| Task objective |
A stretch of the entries below is to be set down exactly, running from the line with "fn len_impl<C: DynCollection>(value: DynRef<'_>)" through the line with "fn dyn_drain(self) -> Vec<Self::Elem>;", both included, and no other line.

----- Data under study

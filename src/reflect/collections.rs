use std::any::Any;
use std::collections::{BTreeMap, BTreeSet, HashMap, HashSet, VecDeque};
use std::hash::Hash;
use std::sync::Arc;

use serde::Serialize;

use crate::core::error::{MapError, Result};
use crate::core::types::TypeKey;
use crate::core::value::{DynRef, DynValue};
use crate::reflect::shape::ctor;

// ========================================
// Collection classification
// ========================================

#[derive(Debug, Clone, Copy, PartialEq, Eq, Serialize)]
#[serde(rename_all = "snake_case")]
pub enum CollectionKind {
    /// Positional, duplicates allowed.
    Sequence,
    /// Membership-based, deduplicating.
    Set,
    /// Key/value entries; element type is the entry pair.
    MapLike,
}

/// One element as seen while walking a collection. Sequences and sets lend
/// their elements out; map-likes clone each entry into an owned pair because
/// no contiguous `(K, V)` exists to borrow.
pub enum ElemView<'a> {
    Borrowed(DynRef<'a>),
    Owned(DynValue),
}

impl ElemView<'_> {
    pub fn as_dyn(&self) -> DynRef<'_> {
        match self {
            Self::Borrowed(r) => *r,
            Self::Owned(v) => v.as_dyn(),
        }
    }
}

// ========================================
// Erased collection operations
// ========================================

/// Type-erased handle on one collection type, stored in its `TypeInfo`.
/// All function pointers are monomorphized from a [`DynCollection`] impl.
#[derive(Clone)]
pub struct CollectionOps {
    pub elem: TypeKey,
    pub kind: CollectionKind,
    pub ordered: bool,
    /// `false` for frozen carriers that cannot accept merged elements.
    pub growable: bool,
    pub len: fn(DynRef<'_>) -> Result<usize>,
    pub iter: for<'a> fn(DynRef<'a>) -> Result<Box<dyn Iterator<Item = ElemView<'a>> + 'a>>,
    pub drain: fn(DynValue) -> Result<Vec<DynValue>>,
    pub build: fn(Vec<DynValue>) -> Result<DynValue>,
}

impl CollectionOps {
    pub fn of<C: DynCollection>() -> Self {
        Self {
            elem: TypeKey::of::<C::Elem>(),
            kind: C::KIND,
            ordered: C::ORDERED,
            growable: C::GROWABLE,
            len: len_impl::<C>,
            iter: iter_impl::<C>,
            drain: drain_impl::<C>,
            build: build_impl::<C>,
        }
    }

    pub fn empty(&self) -> Result<DynValue> {
        (self.build)(Vec::new())
    }
}

fn len_impl<C: DynCollection>(value: DynRef<'_>) -> Result<usize> {
    match value.downcast_ref::<C>()? {
        Some(c) => Ok(c.dyn_len()),
        None => Err(MapError::TypeMismatch(format!(
            "cannot take the length of a null '{}'",
            TypeKey::of::<C>().name()
        ))),
    }
}

fn iter_impl<C: DynCollection>(value: DynRef<'_>) -> Result<Box<dyn Iterator<Item = ElemView<'_>> + '_>> {
    match value.downcast_ref::<C>()? {
        Some(c) => Ok(c.dyn_iter()),
        None => Err(MapError::TypeMismatch(format!(
            "cannot iterate a null '{}'",
            TypeKey::of::<C>().name()
        ))),
    }
}

fn drain_impl<C: DynCollection>(value: DynValue) -> Result<Vec<DynValue>> {
    match value.downcast::<C>()? {
        Some(c) => Ok(c.dyn_drain().into_iter().map(DynValue::new).collect()),
        None => Ok(Vec::new()),
    }
}

fn build_impl<C: DynCollection>(items: Vec<DynValue>) -> Result<DynValue> {
    let mut elems = Vec::with_capacity(items.len());
    for item in items {
        match item.downcast::<C::Elem>()? {
            Some(e) => elems.push(e),
            None => {
                return Err(MapError::TypeMismatch(format!(
                    "null element while building '{}'",
                    TypeKey::of::<C>().name()
                )));
            }
        }
    }
    Ok(DynValue::new(C::dyn_build(elems)))
}

// ========================================
// Collection trait and standard impls
// ========================================

/// Implemented once per supported collection carrier. Registration erases
/// the impl into [`CollectionOps`].
pub trait DynCollection: Any + Send + Sync + Sized {
    type Elem: Any + Send + Sync;

    const CTOR: &'static str;
    const KIND: CollectionKind;
    const ORDERED: bool;
    const GROWABLE: bool = true;

    /// Type arguments in declaration order, for the registered shape.
    /// Map-likes report `[K, V]` even though their element is `(K, V)`.
    fn arg_keys() -> Vec<TypeKey>;

    fn dyn_len(&self) -> usize;
    fn dyn_iter(&self) -> Box<dyn Iterator<Item = ElemView<'_>> + '_>;
    fn dyn_drain(self) -> Vec<Self::Elem>;
    fn dyn_build(elems: Vec<Self::Elem>) -> Self;
}

impl<T: Any + Send + Sync> DynCollection for Vec<T> {
    type Elem = T;

    const CTOR: &'static str = ctor::VEC;
    const KIND: CollectionKind = CollectionKind::Sequence;
    const ORDERED: bool = true;

    fn arg_keys() -> Vec<TypeKey> {
        vec![TypeKey::of::<T>()]
    }

    fn dyn_len(&self) -> usize {
        self.len()
    }

    fn dyn_iter(&self) -> Box<dyn Iterator<Item = ElemView<'_>> + '_> {
        Box::new(self.iter().map(|e| ElemView::Borrowed(DynRef::new(e))))
    }

    fn dyn_drain(self) -> Vec<T> {
        self
    }

    fn dyn_build(elems: Vec<T>) -> Self {
        elems
    }
}

impl<T: Any + Send + Sync> DynCollection for VecDeque<T> {
    type Elem = T;

    const CTOR: &'static str = ctor::VEC_DEQUE;
    const KIND: CollectionKind = CollectionKind::Sequence;
    const ORDERED: bool = true;

    fn arg_keys() -> Vec<TypeKey> {
        vec![TypeKey::of::<T>()]
    }

    fn dyn_len(&self) -> usize {
        self.len()
    }

    fn dyn_iter(&self) -> Box<dyn Iterator<Item = ElemView<'_>> + '_> {
        Box::new(self.iter().map(|e| ElemView::Borrowed(DynRef::new(e))))
    }

    fn dyn_drain(self) -> Vec<T> {
        self.into_iter().collect()
    }

    fn dyn_build(elems: Vec<T>) -> Self {
        elems.into_iter().collect()
    }
}

impl<T: Any + Send + Sync + Eq + Hash> DynCollection for HashSet<T> {
    type Elem = T;

    const CTOR: &'static str = ctor::HASH_SET;
    const KIND: CollectionKind = CollectionKind::Set;
    const ORDERED: bool = false;

    fn arg_keys() -> Vec<TypeKey> {
        vec![TypeKey::of::<T>()]
    }

    fn dyn_len(&self) -> usize {
        self.len()
    }

    fn dyn_iter(&self) -> Box<dyn Iterator<Item = ElemView<'_>> + '_> {
        Box::new(self.iter().map(|e| ElemView::Borrowed(DynRef::new(e))))
    }

    fn dyn_drain(self) -> Vec<T> {
        self.into_iter().collect()
    }

    fn dyn_build(elems: Vec<T>) -> Self {
        elems.into_iter().collect()
    }
}

impl<T: Any + Send + Sync + Ord> DynCollection for BTreeSet<T> {
    type Elem = T;

    const CTOR: &'static str = ctor::BTREE_SET;
    const KIND: CollectionKind = CollectionKind::Set;
    const ORDERED: bool = true;

    fn arg_keys() -> Vec<TypeKey> {
        vec![TypeKey::of::<T>()]
    }

    fn dyn_len(&self) -> usize {
        self.len()
    }

    fn dyn_iter(&self) -> Box<dyn Iterator<Item = ElemView<'_>> + '_> {
        Box::new(self.iter().map(|e| ElemView::Borrowed(DynRef::new(e))))
    }

    fn dyn_drain(self) -> Vec<T> {
        self.into_iter().collect()
    }

    fn dyn_build(elems: Vec<T>) -> Self {
        elems.into_iter().collect()
    }
}

impl<K, V> DynCollection for HashMap<K, V>
where
    K: Any + Send + Sync + Eq + Hash + Clone,
    V: Any + Send + Sync + Clone,
{
    type Elem = (K, V);

    const CTOR: &'static str = ctor::HASH_MAP;
    const KIND: CollectionKind = CollectionKind::MapLike;
    const ORDERED: bool = false;

    fn arg_keys() -> Vec<TypeKey> {
        vec![TypeKey::of::<K>(), TypeKey::of::<V>()]
    }

    fn dyn_len(&self) -> usize {
        self.len()
    }

    fn dyn_iter(&self) -> Box<dyn Iterator<Item = ElemView<'_>> + '_> {
        Box::new(
            self.iter()
                .map(|(k, v)| ElemView::Owned(DynValue::new((k.clone(), v.clone())))),
        )
    }

    fn dyn_drain(self) -> Vec<(K, V)> {
        self.into_iter().collect()
    }

    fn dyn_build(elems: Vec<(K, V)>) -> Self {
        elems.into_iter().collect()
    }
}

impl<K, V> DynCollection for BTreeMap<K, V>
where
    K: Any + Send + Sync + Ord + Clone,
    V: Any + Send + Sync + Clone,
{
    type Elem = (K, V);

    const CTOR: &'static str = ctor::BTREE_MAP;
    const KIND: CollectionKind = CollectionKind::MapLike;
    const ORDERED: bool = true;

    fn arg_keys() -> Vec<TypeKey> {
        vec![TypeKey::of::<K>(), TypeKey::of::<V>()]
    }

    fn dyn_len(&self) -> usize {
        self.len()
    }

    fn dyn_iter(&self) -> Box<dyn Iterator<Item = ElemView<'_>> + '_> {
        Box::new(
            self.iter()
                .map(|(k, v)| ElemView::Owned(DynValue::new((k.clone(), v.clone())))),
        )
    }

    fn dyn_drain(self) -> Vec<(K, V)> {
        self.into_iter().collect()
    }

    fn dyn_build(elems: Vec<(K, V)>) -> Self {
        elems.into_iter().collect()
    }
}

impl<T: Any + Send + Sync> DynCollection for Box<[T]> {
    type Elem = T;

    const CTOR: &'static str = ctor::BOXED_SLICE;
    const KIND: CollectionKind = CollectionKind::Sequence;
    const ORDERED: bool = true;
    const GROWABLE: bool = false;

    fn arg_keys() -> Vec<TypeKey> {
        vec![TypeKey::of::<T>()]
    }

    fn dyn_len(&self) -> usize {
        self.len()
    }

    fn dyn_iter(&self) -> Box<dyn Iterator<Item = ElemView<'_>> + '_> {
        Box::new(self.iter().map(|e| ElemView::Borrowed(DynRef::new(e))))
    }

    fn dyn_drain(self) -> Vec<T> {
        self.into_vec()
    }

    fn dyn_build(elems: Vec<T>) -> Self {
        elems.into_boxed_slice()
    }
}

// Shared slices cannot move their elements out, so draining clones.
impl<T: Any + Send + Sync + Clone> DynCollection for Arc<[T]> {
    type Elem = T;

    const CTOR: &'static str = ctor::SHARED_SLICE;
    const KIND: CollectionKind = CollectionKind::Sequence;
    const ORDERED: bool = true;
    const GROWABLE: bool = false;

    fn arg_keys() -> Vec<TypeKey> {
        vec![TypeKey::of::<T>()]
    }

    fn dyn_len(&self) -> usize {
        self.len()
    }

    fn dyn_iter(&self) -> Box<dyn Iterator<Item = ElemView<'_>> + '_> {
        Box::new(self.iter().map(|e| ElemView::Borrowed(DynRef::new(e))))
    }

    fn dyn_drain(self) -> Vec<T> {
        self.iter().cloned().collect()
    }

    fn dyn_build(elems: Vec<T>) -> Self {
        elems.into()
    }
}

----------

| Answer to this problem |
fn len_impl<C: DynCollection>(value: DynRef<'_>) -> Result<usize> {
    match value.downcast_ref::<C>()? {
        Some(c) => Ok(c.dyn_len()),
        None => Err(MapError::TypeMismatch(format!(
            "cannot take the length of a null '{}'",
            TypeKey::of::<C>().name()
        ))),
    }
}

fn iter_impl<C: DynCollection>(value: DynRef<'_>) -> Result<Box<dyn Iterator<Item = ElemView<'_>> + '_>> {
    match value.downcast_ref::<C>()? {
        Some(c) => Ok(c.dyn_iter()),
        None => Err(MapError::TypeMismatch(format!(
            "cannot iterate a null '{}'",
            TypeKey::of::<C>().name()
        ))),
    }
}

fn drain_impl<C: DynCollection>(value: DynValue) -> Result<Vec<DynValue>> {
    match value.downcast::<C>()? {
        Some(c) => Ok(c.dyn_drain().into_iter().map(DynValue::new).collect()),
        None => Ok(Vec::new()),
    }
}

fn build_impl<C: DynCollection>(items: Vec<DynValue>) -> Result<DynValue> {
    let mut elems = Vec::with_capacity(items.len());
    for item in items {
        match item.downcast::<C::Elem>()? {
            Some(e) => elems.push(e),
            None => {
                return Err(MapError::TypeMismatch(format!(
                    "null element while building '{}'",
                    TypeKey::of::<C>().name()
                )));
            }
        }
    }
    Ok(DynValue::new(C::dyn_build(elems)))
}

// ========================================
// Collection trait and standard impls
// ========================================

/// Implemented once per supported collection carrier. Registration erases
/// the impl into [`CollectionOps`].
pub trait DynCollection: Any + Send + Sync + Sized {
    type Elem: Any + Send + Sync;

    const CTOR: &'static str;
    const KIND: CollectionKind;
    const ORDERED: bool;
    const GROWABLE: bool = true;

    /// Type arguments in declaration order, for the registered shape.
    /// Map-likes report `[K, V]` even though their element is `(K, V)`.
    fn arg_keys() -> Vec<TypeKey>;

    fn dyn_len(&self) -> usize;
    fn dyn_iter(&self) -> Box<dyn Iterator<Item = ElemView<'_>> + '_>;
    fn dyn_drain(self) -> Vec<Self::Elem>;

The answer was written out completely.